Personal information
- Full name: George Hesketh
- Born: unknown
- Died: 1 March 1954

Playing information
- Position: Stand-off, Loose forward
Club
| Years | Team | Pld | T | G | FG | P |
| 1914–23 | Wigan | 175 | 26 | 26 |  | 130 |
| 1923–30 | Oldham | 194 | 31 | 61 |  | 215 |
|  | Total | 369 | 57 | 87 | 0 | 345 |
Representative
| Years | Team | Pld | T | G | FG | P |
| 1920–21 | Lancashire | 2 | 0 | 0 | 0 | 0 |
| 1925 | England | 1 | 0 | 0 | 0 | 0 |
- Source:

= George Hesketh =

England international rugby league footballer

George Hesketh (unknown – 1 March 1954) was an English professional rugby league footballer who played in the 1910s, 1920s and 1930s. He played at representative level for England, and at club level for Wigan and Oldham, as a , or .

==Playing career==

===International honours===
George Hesketh won a cap for England while at Oldham in 1925 against Wales.

===Championship final appearances===
George Hesketh played in Wigan's 13–2 victory over Oldham in the Championship Final during the 1921–22 season at The Cliff, Broughton on Saturday 6 May 1922.

===County League appearances===
George Hesketh played in Wigan's victories in the Lancashire League during the 1914–15 season, 1920–21 season and 1922–23 season.

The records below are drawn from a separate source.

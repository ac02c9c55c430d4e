//! MCP tool handlers implementation

use std::sync::Arc;

use gantry_core::{display::Phases, params as core, Tracker, PHASES};
use log::debug;
use rmcp::{
    ErrorData as McpError, RoleServer,
    handler::server::tool::Parameters,
    model::{
        CallToolResult, Content, GetPromptRequestParam, GetPromptResult, ListPromptsResult,
        PaginatedRequestParam, Prompt, PromptArgument, PromptMessage, PromptMessageContent,
        PromptMessageRole,
    },
    service::RequestContext,
};
use schemars::JsonSchema;
use serde::Deserialize;

use super::{
    errors::to_mcp_error,
    prompts::{get_prompt_templates, PromptTemplate},
};

/// Transparent wrapper adding the MCP derives to a core parameter type.
///
/// The core parameter structs know nothing about rmcp or schemars; this
/// wrapper carries the `Deserialize` and `JsonSchema` impls the tool
/// router needs while `#[serde(transparent)]` keeps the wire format
/// identical to the wrapped type's.
#[derive(Debug, Deserialize)]
#[serde(transparent)]
pub struct McpParams<T>(T)
where
    T: JsonSchema;

impl<T> JsonSchema for McpParams<T>
where
    T: JsonSchema,
{
    fn schema_name() -> std::borrow::Cow<'static, str> {
        T::schema_name()
    }

    fn json_schema(g: &mut schemars::SchemaGenerator) -> schemars::Schema {
        T::json_schema(g)
    }
}

impl<T> AsRef<T> for McpParams<T>
where
    T: JsonSchema,
{
    fn as_ref(&self) -> &T {
        &self.0
    }
}

// Aliases used in the tool method signatures
pub type ProjectRef = McpParams<core::ProjectRef>;
pub type RecordUpdate = McpParams<core::RecordUpdate>;

pub type McpResult = Result<CallToolResult, McpError>;

/// Fill a template's `{name}` placeholders from the request arguments.
///
/// Required arguments must be present and must be strings; optional
/// arguments are substituted only when provided, otherwise their
/// placeholder is left in place.
fn fill_template(
    template: &PromptTemplate,
    request: &GetPromptRequestParam,
) -> Result<String, McpError> {
    let mut text = template.template.clone();
    let mut missing = Vec::new();

    for spec in &template.arguments {
        match request.arguments.as_ref().and_then(|args| args.get(&spec.name)) {
            Some(value) => {
                let Some(value) = value.as_str() else {
                    return Err(McpError::invalid_params(
                        format!("Argument '{}' must be a string", spec.name),
                        None,
                    ));
                };
                text = text.replace(&format!("{{{}}}", spec.name), value);
            }
            None if spec.required => missing.push(spec.name.as_str()),
            None => {}
        }
    }

    if missing.is_empty() {
        Ok(text)
    } else {
        Err(McpError::invalid_params(
            format!("Missing required arguments: {}", missing.join(", ")),
            None,
        ))
    }
}

/// Tracker-backed implementations behind the MCP tool surface
pub struct McpHandlers {
    tracker: Arc<Tracker>,
}

impl McpHandlers {
    pub fn new(tracker: Arc<Tracker>) -> Self {
        Self { tracker }
    }

    pub async fn show_timeline(&self, Parameters(params): Parameters<ProjectRef>) -> McpResult {
        debug!("show_timeline: {:?}", params);

        let state = self
            .tracker
            .show_timeline(params.as_ref())
            .await
            .map_err(|e| to_mcp_error("Failed to show timeline", &e))?;

        Ok(CallToolResult::success(vec![Content::text(
            state.to_string(),
        )]))
    }

    pub async fn record_update(&self, Parameters(params): Parameters<RecordUpdate>) -> McpResult {
        debug!("record_update: {:?}", params);

        let result = self
            .tracker
            .record_update(params.as_ref())
            .await
            .map_err(|e| to_mcp_error("Failed to record update", &e))?;

        Ok(CallToolResult::success(vec![Content::text(
            result.to_string(),
        )]))
    }

    pub async fn progress_summary(&self, Parameters(params): Parameters<ProjectRef>) -> McpResult {
        debug!("progress_summary: {:?}", params);

        let summary = self
            .tracker
            .progress(params.as_ref())
            .await
            .map_err(|e| to_mcp_error("Failed to compute progress", &e))?;

        Ok(CallToolResult::success(vec![Content::text(
            summary.to_string(),
        )]))
    }

    pub async fn list_events(&self, Parameters(params): Parameters<ProjectRef>) -> McpResult {
        debug!("list_events: {:?}", params);

        let events = self
            .tracker
            .list_events_display(params.as_ref())
            .await
            .map_err(|e| to_mcp_error("Failed to list events", &e))?;

        let result = format!("# Timeline Events\n\n{events}");
        Ok(CallToolResult::success(vec![Content::text(result)]))
    }

    pub async fn show_project(&self, Parameters(params): Parameters<ProjectRef>) -> McpResult {
        debug!("show_project: {:?}", params);

        let project = self
            .tracker
            .show_project(params.as_ref())
            .await
            .map_err(|e| to_mcp_error("Failed to show project", &e))?;

        Ok(CallToolResult::success(vec![Content::text(
            project.to_string(),
        )]))
    }

    /// List the canonical phase definitions.
    ///
    /// Infallible: the phase list is a compile-time constant, so this is
    /// the one handler that returns a bare result.
    pub fn list_phases(&self) -> CallToolResult {
        debug!("list_phases");

        let result = format!("# Construction Phases\n\n{}", Phases(PHASES.to_vec()));
        CallToolResult::success(vec![Content::text(result)])
    }

    /// List the available prompt templates
    pub async fn list_prompts(
        &self,
        _request: Option<PaginatedRequestParam>,
        _context: RequestContext<RoleServer>,
    ) -> Result<ListPromptsResult, McpError> {
        debug!("list_prompts");

        let prompts = get_prompt_templates()
            .iter()
            .map(|template| {
                Prompt::new(
                    &template.name,
                    Some(&template.description),
                    Some(template.arguments.iter().map(PromptArgument::from).collect()),
                )
            })
            .collect();

        Ok(ListPromptsResult {
            next_cursor: None,
            prompts,
        })
    }

    /// Look up a prompt by name and fill in its arguments
    pub async fn get_prompt(
        &self,
        request: GetPromptRequestParam,
        _context: RequestContext<RoleServer>,
    ) -> Result<GetPromptResult, McpError> {
        debug!("get_prompt: {}", request.name);

        let templates = get_prompt_templates();
        let template = templates
            .iter()
            .find(|t| t.name == request.name)
            .ok_or_else(|| McpError::invalid_params("Prompt not found", None))?;

        let prompt_text = fill_template(template, &request)?;

        Ok(GetPromptResult {
            description: Some(template.description.clone()),
            messages: vec![PromptMessage {
                role: PromptMessageRole::User,
                content: PromptMessageContent::text(prompt_text),
            }],
        })
    }
}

===Challenge Cup Final appearances===
George Hesketh played in Oldham's 4–21 defeat by Wigan in the 1923–24 Challenge Cup Final during the 1923–24 season at Athletic Grounds, Rochdale on Saturday 12 April 1924. About George Hesketh's time, there was Oldham's 16–3 victory over Hull Kingston Rovers in the 1924–25 Challenge Cup Final during the 1924–25 season at Headingley, the 3–9 defeat by Swinton in the 1925–26 Challenge Cup Final during the 1925–26 season at Athletic Grounds, Rochdale, and the 26–7 victory over Swinton in the 1926–27 Challenge Cup Final during the 1926–27 season at Central Park, Wigan.

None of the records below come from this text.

//! Timeline event model and lenient wire parsing.

use jiff::Timestamp;
use serde::{Deserialize, Deserializer, Serialize};

use super::EventStatus;

/// A timeline event fetched from the project API.
///
/// Events are externally owned: this library only ever reads a
/// freshly-fetched snapshot and never mutates or deletes them. The `title`
/// is the sole linkage to a construction phase (case-insensitive substring
/// match on the phase name), so the wire fields here are parsed leniently:
/// an unknown `status` or an unparseable `createdAt` degrades to `None`
/// rather than rejecting the whole snapshot.
#[derive(Debug, Clone, Serialize, Deserialize, PartialEq)]
#[serde(rename_all = "camelCase")]
pub struct TimelineEvent {
    /// Server-assigned identifier
    #[serde(default, skip_serializing_if = "Option::is_none")]
    pub id: Option<String>,

    /// Free-text title, expected to contain a phase name
    pub title: String,

    /// Free-text body of the update
    #[serde(default, skip_serializing_if = "Option::is_none")]
    pub description: Option<String>,

    /// Reported status; absent or unrecognized values count as unset
    #[serde(default, deserialize_with = "lenient_status")]
    pub status: Option<EventStatus>,

    /// Event category as reported by the server (e.g. "milestone")
    #[serde(default, skip_serializing_if = "Option::is_none")]
    pub event_type: Option<String>,

    /// Audience of the event (e.g. "public")
    #[serde(default, skip_serializing_if = "Option::is_none")]
    pub visibility: Option<String>,

    /// Creation time, used to pick the most recent event per phase;
    /// malformed values degrade to `None` and keep snapshot order
    #[serde(default, deserialize_with = "lenient_timestamp")]
    pub created_at: Option<Timestamp>,

    /// User-entered start date (ISO-8601, not validated on read)
    #[serde(default, skip_serializing_if = "Option::is_none")]
    pub start_date: Option<String>,

    /// User-entered end date (ISO-8601, not validated on read)
    #[serde(default, skip_serializing_if = "Option::is_none")]
    pub end_date: Option<String>,
}

/// Parse a status value, mapping anything unrecognized to `None`.
pub(crate) fn lenient_status<'de, D>(deserializer: D) -> Result<Option<EventStatus>, D::Error>
where
    D: Deserializer<'de>,
{
    let value = serde_json::Value::deserialize(deserializer)?;
    Ok(value.as_str().and_then(|s| s.parse().ok()))
}

/// Parse a timestamp value, mapping anything unparseable to `None`.
pub(crate) fn lenient_timestamp<'de, D>(deserializer: D) -> Result<Option<Timestamp>, D::Error>
where
    D: Deserializer<'de>,
{
    let value = serde_json::Value::deserialize(deserializer)?;
    Ok(value.as_str().and_then(|s| s.parse().ok()))
}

===County Cup Final appearances===
George Hesketh played in Oldham's 10–0 victory over St Helens Recs in the 1924–25 Lancashire Cup Final during the 1924–25 season at The Willows, Salford on Saturday 22 November 1924.

===Club career===
George Hesketh made his début for Wigan in the 16–7 victory over Hull Kingston Rovers at Craven Street (not to be confused with Old Craven Park), Hull on Friday 25 December 1914, he scored his first try for Wigan in the 20–2 victory over Salford at Central Park, Wigan on Saturday 23 September 1916, he scored his last try for Wigan in the 23–2 victory over Widnes at Central Park, Wigan on Saturday 30 September 1922, he played his last match for Wigan in the 41–10 victory over St. Helens at Central Park, Wigan on Saturday 7 April 1923.